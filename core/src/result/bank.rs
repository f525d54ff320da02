// III-IV
// Copyright 2023 Julio Merino
//
// Licensed under the Apache License, Version 2.0 (the "License"); you may not
// use this file except in compliance with the License.  You may obtain a copy
// of the License at:
//
//     http://www.apache.org/licenses/LICENSE-2.0
//
// Unless required by applicable law or agreed to in writing, software
// distributed under the License is distributed on an "AS IS" BASIS, WITHOUT
// WARRANTIES OR CONDITIONS OF ANY KIND, either express or implied.  See the
// License for the specific language governing permissions and limitations
// under the License.

//! Registry of declared outcomes indexed by code.

use super::{builtin, Outcome};
use log::warn;
use std::collections::HashMap;

/// Registry of declared outcomes indexed by code.
///
/// The bank is populated once during startup with `load` and is then meant to be shared
/// read-only, typically behind an `Arc`.
#[derive(Debug, Default)]
pub struct ResultBank {
    /// Declared outcomes keyed by their code.
    outcomes: HashMap<i32, Outcome>,
}

impl ResultBank {
    /// Creates an empty bank.
    pub fn new() -> Self {
        Self::default()
    }

    /// Creates a bank that contains the framework's builtin outcomes.
    pub fn with_builtins() -> Self {
        let mut bank = Self::new();
        bank.load(builtin::ALL);
        bank
    }

    /// Registers every outcome in `group`.
    ///
    /// Registering an outcome whose code is already known replaces the previous entry and logs a
    /// warning, as this almost always indicates a copy/paste mistake in a catalogue.
    pub fn load(&mut self, group: &[Outcome]) {
        for outcome in group {
            if let Some(previous) = self.outcomes.insert(outcome.code(), outcome.clone()) {
                warn!(
                    "Duplicate result code {}: '{}' replaced by '{}'",
                    outcome.code(),
                    previous.message(),
                    outcome.message()
                );
            }
        }
    }

    /// Returns the outcome registered under `code`, or a captured error if there is none.
    pub fn get(&self, code: i32) -> Outcome {
        match self.outcomes.get(&code) {
            Some(outcome) => outcome.clone(),
            None => Outcome::from_message(format!("Could not find code: {}", code)),
        }
    }

    /// Returns the outcome registered under `code`, if any.
    pub fn lookup(&self, code: i32) -> Option<&Outcome> {
        self.outcomes.get(&code)
    }

    /// Returns the number of registered outcomes.
    pub fn len(&self) -> usize {
        self.outcomes.len()
    }

    /// Returns true if no outcomes have been registered.
    pub fn is_empty(&self) -> bool {
        self.outcomes.is_empty()
    }
}

#[cfg(test)]
mod tests {
    use super::*;
    use crate::result::EXCEPTION_CODE;
    use http::StatusCode;

    const FIRST: Outcome = Outcome::declare(100, "First", StatusCode::BAD_REQUEST);
    const SECOND: Outcome = Outcome::declare(101, "Second", StatusCode::NOT_FOUND);
    const CLASH: Outcome = Outcome::declare(100, "Clash", StatusCode::CONFLICT);

    #[test]
    fn test_load_and_get() {
        let mut bank = ResultBank::new();
        assert!(bank.is_empty());
        bank.load(&[FIRST, SECOND]);
        assert_eq!(2, bank.len());

        let first = bank.get(100);
        assert_eq!("First", first.message());
        assert_eq!(StatusCode::BAD_REQUEST, first.status());
        assert_eq!(Some(&SECOND), bank.lookup(101));
    }

    #[test]
    fn test_get_missing() {
        let bank = ResultBank::new();
        let outcome = bank.get(55);
        assert_eq!(EXCEPTION_CODE, outcome.code());
        assert_eq!("Could not find code: 55", outcome.exception().unwrap().error().to_string());
        assert!(bank.lookup(55).is_none());
    }

    #[test]
    fn test_duplicate_code_keeps_last() {
        let _ = env_logger::builder().is_test(true).try_init();

        let mut bank = ResultBank::new();
        bank.load(&[FIRST]);
        bank.load(&[SECOND, CLASH]);
        assert_eq!(2, bank.len());
        assert_eq!("Clash", bank.get(100).message());
        assert_eq!(StatusCode::CONFLICT, bank.get(100).status());

        // The earlier constant remains usable on its own.
        assert_eq!("First", FIRST.message());
    }

    #[test]
    fn test_with_builtins() {
        let bank = ResultBank::with_builtins();
        assert_eq!(builtin::ALL.len(), bank.len());
        assert_eq!(Some(&Outcome::UNDECLARED), bank.lookup(-2));
        assert_eq!("Valid", bank.get(0).message());
    }
}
▬▬▬▬▬▬▬▬▬▬
* **Work to complete**:
Only the lines from the one containing "let bank = ResultBank::with_builtins();" through the end of the listing belong in the response, each reproduced exactly.

* **Exercise output**:
        let bank = ResultBank::with_builtins();
        assert_eq!(builtin::ALL.len(), bank.len());
        assert_eq!(Some(&Outcome::UNDECLARED), bank.lookup(-2));
        assert_eq!("Valid", bank.get(0).message());
    }
}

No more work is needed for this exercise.